GOAL OF THE EXERCISE
Your task is to give the number of lines below that contain "built". Give no other text.

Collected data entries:
• • • • • • •
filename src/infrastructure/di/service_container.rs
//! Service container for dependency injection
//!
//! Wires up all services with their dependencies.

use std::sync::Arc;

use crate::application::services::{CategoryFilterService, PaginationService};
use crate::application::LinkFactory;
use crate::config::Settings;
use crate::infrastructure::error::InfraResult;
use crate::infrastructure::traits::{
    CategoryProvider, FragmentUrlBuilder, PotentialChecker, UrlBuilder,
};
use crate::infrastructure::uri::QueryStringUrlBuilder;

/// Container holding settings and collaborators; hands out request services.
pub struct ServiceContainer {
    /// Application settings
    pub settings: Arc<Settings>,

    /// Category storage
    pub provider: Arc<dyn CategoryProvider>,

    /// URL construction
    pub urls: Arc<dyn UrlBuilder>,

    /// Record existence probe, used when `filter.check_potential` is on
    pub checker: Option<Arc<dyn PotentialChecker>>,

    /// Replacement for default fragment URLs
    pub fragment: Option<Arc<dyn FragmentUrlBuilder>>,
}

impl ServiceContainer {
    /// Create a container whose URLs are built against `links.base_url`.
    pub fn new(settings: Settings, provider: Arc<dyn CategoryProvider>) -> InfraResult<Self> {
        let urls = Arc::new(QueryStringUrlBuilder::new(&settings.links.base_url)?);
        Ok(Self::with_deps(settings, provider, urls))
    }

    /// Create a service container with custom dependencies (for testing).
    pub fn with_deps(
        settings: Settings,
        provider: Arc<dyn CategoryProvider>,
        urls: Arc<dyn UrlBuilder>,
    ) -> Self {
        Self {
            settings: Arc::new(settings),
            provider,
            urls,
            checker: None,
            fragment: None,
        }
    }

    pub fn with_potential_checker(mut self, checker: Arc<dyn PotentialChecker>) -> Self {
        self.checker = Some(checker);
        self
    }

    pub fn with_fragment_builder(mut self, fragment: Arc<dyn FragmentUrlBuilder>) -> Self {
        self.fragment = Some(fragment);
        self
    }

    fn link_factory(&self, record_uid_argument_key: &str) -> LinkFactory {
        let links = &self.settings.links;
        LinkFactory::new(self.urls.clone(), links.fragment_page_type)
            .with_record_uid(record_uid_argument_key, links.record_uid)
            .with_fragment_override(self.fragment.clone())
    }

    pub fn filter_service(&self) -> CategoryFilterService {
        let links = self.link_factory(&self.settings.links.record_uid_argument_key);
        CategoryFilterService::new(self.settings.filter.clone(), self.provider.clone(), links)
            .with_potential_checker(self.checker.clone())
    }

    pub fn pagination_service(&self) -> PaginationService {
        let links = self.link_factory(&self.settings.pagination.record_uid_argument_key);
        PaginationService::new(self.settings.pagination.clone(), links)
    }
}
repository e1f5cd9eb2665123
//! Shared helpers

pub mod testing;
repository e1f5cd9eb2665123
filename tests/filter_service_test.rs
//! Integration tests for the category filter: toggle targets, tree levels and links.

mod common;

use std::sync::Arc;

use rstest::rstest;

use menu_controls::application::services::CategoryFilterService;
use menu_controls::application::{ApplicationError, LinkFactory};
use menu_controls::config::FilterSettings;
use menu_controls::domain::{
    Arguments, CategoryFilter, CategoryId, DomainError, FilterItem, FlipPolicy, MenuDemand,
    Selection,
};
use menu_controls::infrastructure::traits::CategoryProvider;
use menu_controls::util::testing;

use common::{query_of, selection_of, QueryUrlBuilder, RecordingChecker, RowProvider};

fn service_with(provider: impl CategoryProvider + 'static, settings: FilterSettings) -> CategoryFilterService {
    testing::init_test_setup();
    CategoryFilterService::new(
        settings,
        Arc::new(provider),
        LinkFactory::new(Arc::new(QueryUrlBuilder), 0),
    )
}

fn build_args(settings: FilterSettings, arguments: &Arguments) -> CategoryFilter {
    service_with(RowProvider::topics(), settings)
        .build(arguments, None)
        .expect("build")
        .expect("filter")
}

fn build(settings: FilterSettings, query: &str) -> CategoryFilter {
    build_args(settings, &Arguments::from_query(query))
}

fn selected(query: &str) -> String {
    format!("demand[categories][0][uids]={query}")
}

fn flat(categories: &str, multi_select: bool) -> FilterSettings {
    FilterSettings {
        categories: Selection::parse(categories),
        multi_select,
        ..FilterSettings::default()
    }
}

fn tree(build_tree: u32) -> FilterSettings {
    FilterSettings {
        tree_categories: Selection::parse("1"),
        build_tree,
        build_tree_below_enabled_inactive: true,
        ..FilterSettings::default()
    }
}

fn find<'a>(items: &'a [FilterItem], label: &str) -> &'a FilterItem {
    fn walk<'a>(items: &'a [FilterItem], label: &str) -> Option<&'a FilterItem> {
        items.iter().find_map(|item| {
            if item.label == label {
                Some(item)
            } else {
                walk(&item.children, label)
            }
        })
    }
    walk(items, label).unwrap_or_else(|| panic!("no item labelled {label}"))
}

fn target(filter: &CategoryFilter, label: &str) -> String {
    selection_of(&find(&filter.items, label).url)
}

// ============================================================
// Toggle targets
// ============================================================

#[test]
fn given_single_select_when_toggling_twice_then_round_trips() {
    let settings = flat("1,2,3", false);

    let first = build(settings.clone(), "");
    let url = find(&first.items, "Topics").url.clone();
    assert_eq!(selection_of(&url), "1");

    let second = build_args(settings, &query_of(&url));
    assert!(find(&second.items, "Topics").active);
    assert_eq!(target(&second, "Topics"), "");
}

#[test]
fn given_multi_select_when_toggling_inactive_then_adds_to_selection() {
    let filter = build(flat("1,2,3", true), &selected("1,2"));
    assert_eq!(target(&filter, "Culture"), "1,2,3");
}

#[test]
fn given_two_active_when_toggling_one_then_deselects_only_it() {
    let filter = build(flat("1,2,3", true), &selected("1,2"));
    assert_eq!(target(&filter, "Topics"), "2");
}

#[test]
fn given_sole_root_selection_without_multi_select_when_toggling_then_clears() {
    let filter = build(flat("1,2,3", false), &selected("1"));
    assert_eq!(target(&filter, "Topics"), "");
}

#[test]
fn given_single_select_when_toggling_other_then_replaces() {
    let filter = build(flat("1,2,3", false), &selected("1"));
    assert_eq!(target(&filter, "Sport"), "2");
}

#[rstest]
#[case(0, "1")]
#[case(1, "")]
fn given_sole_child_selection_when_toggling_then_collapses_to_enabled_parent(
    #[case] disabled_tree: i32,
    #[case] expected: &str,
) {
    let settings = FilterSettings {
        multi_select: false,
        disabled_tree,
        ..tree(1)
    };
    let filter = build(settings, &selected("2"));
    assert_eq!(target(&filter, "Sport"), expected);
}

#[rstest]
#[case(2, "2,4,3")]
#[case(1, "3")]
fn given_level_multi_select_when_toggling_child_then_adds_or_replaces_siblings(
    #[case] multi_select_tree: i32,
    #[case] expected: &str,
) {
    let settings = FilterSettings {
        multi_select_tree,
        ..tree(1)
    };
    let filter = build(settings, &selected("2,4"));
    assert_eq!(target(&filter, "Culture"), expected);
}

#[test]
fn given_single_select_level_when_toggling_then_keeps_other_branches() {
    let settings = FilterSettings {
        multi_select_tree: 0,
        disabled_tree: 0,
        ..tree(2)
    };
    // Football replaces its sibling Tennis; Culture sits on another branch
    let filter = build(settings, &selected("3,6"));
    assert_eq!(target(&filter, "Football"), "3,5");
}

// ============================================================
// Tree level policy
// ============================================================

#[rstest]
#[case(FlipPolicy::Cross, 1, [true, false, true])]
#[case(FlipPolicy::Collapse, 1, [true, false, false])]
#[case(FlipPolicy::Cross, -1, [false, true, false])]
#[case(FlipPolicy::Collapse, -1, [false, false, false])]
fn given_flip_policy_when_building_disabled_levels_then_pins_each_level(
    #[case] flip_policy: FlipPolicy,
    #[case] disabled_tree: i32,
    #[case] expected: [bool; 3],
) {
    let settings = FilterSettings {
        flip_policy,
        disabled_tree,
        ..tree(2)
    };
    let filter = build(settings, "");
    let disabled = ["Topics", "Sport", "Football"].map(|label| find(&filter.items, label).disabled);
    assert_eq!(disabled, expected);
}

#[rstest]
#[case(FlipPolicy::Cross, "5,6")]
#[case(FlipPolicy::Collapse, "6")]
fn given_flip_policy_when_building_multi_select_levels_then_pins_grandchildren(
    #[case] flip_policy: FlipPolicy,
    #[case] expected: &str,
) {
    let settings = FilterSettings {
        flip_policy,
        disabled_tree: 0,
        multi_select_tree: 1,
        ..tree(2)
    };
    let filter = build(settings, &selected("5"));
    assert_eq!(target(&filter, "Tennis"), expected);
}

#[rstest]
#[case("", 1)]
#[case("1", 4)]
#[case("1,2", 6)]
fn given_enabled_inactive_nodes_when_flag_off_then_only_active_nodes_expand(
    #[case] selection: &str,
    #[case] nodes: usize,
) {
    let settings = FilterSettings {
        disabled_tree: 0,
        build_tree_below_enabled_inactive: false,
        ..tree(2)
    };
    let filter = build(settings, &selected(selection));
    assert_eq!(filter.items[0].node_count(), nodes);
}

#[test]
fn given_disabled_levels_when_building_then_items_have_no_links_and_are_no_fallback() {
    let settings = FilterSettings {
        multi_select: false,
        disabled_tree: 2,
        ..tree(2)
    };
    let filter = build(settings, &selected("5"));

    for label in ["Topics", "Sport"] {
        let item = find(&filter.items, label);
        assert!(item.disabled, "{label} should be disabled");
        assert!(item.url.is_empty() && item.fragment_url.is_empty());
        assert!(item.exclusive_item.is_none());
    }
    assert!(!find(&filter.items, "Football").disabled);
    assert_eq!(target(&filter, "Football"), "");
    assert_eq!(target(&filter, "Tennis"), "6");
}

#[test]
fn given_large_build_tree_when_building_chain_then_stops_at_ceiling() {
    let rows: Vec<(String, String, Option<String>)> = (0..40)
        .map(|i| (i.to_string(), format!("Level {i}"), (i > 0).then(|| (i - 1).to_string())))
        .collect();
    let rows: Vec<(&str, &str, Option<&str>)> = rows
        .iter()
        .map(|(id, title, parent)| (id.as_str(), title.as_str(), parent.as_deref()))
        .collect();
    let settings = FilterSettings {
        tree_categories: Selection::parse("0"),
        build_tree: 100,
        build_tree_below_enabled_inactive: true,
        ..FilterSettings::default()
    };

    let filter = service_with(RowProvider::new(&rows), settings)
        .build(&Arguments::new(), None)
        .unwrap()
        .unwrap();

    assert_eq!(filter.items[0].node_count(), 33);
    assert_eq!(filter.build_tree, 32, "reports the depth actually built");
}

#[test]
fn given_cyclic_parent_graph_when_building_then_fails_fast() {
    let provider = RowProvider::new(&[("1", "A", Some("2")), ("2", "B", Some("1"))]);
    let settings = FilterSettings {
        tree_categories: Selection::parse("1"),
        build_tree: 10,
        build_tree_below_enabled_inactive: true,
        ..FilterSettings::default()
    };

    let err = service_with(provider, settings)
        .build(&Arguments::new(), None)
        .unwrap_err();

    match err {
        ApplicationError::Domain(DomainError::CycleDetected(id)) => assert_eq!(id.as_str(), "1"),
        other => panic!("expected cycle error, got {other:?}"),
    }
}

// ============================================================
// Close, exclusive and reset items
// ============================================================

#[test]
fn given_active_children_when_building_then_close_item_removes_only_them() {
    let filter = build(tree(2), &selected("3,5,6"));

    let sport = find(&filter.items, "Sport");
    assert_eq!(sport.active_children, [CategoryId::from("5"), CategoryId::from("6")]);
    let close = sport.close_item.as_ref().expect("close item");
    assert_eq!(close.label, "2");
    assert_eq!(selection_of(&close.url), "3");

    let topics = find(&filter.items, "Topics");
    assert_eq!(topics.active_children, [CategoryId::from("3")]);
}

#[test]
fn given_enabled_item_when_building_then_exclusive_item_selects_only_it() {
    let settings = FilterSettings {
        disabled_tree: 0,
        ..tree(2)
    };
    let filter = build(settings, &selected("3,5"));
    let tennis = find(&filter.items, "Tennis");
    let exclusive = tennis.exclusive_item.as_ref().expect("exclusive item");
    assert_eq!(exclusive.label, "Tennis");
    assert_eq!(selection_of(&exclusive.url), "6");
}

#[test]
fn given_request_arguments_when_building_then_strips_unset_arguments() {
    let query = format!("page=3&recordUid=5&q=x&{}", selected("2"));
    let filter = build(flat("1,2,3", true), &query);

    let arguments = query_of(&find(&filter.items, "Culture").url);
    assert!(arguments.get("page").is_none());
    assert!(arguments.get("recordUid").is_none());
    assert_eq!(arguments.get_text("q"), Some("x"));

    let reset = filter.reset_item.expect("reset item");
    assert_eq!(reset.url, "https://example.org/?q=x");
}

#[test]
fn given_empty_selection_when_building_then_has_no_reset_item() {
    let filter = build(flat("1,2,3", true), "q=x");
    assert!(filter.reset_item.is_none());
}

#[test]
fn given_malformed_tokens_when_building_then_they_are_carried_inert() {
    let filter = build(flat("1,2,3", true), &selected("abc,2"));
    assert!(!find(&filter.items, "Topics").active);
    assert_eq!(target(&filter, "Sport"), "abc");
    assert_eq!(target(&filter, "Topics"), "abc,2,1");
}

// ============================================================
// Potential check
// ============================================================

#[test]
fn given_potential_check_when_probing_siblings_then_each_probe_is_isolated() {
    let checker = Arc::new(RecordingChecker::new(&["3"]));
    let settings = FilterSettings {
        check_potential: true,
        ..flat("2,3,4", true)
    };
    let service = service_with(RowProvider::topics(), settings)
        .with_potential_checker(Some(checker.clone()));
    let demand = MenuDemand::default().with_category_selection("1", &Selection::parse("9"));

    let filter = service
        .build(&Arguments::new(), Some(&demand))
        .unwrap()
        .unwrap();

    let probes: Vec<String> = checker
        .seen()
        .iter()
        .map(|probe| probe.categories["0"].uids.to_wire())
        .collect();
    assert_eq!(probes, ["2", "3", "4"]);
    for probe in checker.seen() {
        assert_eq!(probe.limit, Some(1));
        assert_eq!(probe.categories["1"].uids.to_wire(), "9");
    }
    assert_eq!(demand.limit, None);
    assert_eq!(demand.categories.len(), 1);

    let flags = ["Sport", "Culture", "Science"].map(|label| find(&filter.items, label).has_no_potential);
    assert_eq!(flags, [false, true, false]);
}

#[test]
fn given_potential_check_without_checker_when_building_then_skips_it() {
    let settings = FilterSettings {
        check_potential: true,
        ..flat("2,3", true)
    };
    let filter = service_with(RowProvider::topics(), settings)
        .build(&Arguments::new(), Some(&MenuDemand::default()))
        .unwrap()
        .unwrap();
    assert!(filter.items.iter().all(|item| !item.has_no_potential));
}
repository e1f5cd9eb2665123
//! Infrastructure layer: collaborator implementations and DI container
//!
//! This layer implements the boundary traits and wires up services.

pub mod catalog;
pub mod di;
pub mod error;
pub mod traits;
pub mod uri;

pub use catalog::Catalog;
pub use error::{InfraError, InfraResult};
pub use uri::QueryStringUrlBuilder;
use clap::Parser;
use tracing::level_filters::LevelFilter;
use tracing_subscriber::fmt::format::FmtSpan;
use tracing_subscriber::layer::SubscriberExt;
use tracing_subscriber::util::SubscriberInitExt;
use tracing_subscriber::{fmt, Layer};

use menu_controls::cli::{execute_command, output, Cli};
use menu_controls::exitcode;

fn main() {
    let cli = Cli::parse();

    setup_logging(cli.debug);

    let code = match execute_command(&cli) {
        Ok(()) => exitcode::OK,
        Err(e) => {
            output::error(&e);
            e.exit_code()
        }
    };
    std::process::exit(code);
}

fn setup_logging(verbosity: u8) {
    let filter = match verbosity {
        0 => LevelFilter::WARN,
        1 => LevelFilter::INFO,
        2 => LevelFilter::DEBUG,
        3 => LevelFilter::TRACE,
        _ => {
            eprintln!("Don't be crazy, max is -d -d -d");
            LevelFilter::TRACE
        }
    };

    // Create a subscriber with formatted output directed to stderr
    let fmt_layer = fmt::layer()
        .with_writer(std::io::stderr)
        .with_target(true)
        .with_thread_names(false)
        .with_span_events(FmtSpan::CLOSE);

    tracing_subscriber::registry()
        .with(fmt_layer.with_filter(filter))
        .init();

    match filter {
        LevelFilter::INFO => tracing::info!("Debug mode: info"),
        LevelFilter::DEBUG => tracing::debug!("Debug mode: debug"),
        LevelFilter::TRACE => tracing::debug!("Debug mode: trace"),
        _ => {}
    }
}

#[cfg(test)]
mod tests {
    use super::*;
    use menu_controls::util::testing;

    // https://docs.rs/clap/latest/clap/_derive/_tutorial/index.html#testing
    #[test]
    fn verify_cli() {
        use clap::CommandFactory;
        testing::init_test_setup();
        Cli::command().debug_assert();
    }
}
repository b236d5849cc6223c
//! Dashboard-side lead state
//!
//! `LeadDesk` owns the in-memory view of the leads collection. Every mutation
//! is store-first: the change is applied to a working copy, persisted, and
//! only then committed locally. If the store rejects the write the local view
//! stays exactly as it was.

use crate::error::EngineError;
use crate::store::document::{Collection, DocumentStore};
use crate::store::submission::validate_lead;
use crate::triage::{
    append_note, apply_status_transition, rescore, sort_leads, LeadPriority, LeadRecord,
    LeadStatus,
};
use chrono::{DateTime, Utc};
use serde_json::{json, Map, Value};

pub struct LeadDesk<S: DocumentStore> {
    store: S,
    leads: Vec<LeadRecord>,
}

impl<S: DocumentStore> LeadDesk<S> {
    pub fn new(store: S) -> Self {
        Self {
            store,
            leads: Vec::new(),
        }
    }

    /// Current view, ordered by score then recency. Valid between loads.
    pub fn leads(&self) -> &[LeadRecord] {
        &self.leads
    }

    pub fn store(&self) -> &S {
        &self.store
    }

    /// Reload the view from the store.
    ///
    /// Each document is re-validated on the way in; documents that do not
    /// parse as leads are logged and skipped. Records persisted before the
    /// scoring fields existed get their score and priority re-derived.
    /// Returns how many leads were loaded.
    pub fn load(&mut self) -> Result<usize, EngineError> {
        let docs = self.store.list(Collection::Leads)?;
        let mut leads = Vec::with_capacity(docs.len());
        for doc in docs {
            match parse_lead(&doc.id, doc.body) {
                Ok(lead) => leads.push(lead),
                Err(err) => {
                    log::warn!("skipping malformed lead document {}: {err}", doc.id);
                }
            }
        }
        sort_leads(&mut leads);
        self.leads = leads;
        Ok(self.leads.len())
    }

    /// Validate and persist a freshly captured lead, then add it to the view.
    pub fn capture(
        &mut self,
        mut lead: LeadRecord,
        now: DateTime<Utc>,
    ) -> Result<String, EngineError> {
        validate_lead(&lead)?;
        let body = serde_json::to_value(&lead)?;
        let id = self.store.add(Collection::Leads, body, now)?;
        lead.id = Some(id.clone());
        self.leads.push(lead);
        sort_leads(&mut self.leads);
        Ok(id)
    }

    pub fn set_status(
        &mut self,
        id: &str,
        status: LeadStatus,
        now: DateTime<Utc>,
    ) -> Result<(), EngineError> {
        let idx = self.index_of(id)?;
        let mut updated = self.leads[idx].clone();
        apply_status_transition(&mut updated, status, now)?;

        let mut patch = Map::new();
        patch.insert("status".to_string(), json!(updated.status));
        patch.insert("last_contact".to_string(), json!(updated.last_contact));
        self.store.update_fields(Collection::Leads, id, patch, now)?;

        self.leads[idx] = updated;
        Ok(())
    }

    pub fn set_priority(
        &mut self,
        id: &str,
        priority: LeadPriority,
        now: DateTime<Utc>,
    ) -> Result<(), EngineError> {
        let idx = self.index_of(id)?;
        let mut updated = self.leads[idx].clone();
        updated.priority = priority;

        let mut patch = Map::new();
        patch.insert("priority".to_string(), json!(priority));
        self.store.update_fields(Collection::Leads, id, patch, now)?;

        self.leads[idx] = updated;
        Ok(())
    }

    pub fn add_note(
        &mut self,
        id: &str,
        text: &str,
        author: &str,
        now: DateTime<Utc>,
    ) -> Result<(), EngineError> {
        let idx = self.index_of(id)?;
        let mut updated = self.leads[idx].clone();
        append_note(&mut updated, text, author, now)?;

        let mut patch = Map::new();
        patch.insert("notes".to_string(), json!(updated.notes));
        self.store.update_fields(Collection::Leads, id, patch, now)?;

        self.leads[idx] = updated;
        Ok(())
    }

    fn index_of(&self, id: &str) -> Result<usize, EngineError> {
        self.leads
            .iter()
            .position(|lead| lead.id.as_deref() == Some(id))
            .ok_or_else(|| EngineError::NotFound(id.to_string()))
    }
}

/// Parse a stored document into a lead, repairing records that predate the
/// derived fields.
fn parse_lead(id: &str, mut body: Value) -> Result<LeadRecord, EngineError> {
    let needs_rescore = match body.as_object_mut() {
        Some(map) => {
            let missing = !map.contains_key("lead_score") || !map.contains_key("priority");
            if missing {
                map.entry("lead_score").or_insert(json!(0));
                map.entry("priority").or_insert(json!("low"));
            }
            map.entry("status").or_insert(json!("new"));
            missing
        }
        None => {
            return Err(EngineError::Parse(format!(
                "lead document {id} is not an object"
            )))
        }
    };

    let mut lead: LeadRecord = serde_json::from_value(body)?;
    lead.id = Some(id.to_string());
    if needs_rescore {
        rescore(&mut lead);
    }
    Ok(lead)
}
• • • • • • •
ANSWER TO THE EXERCISE
2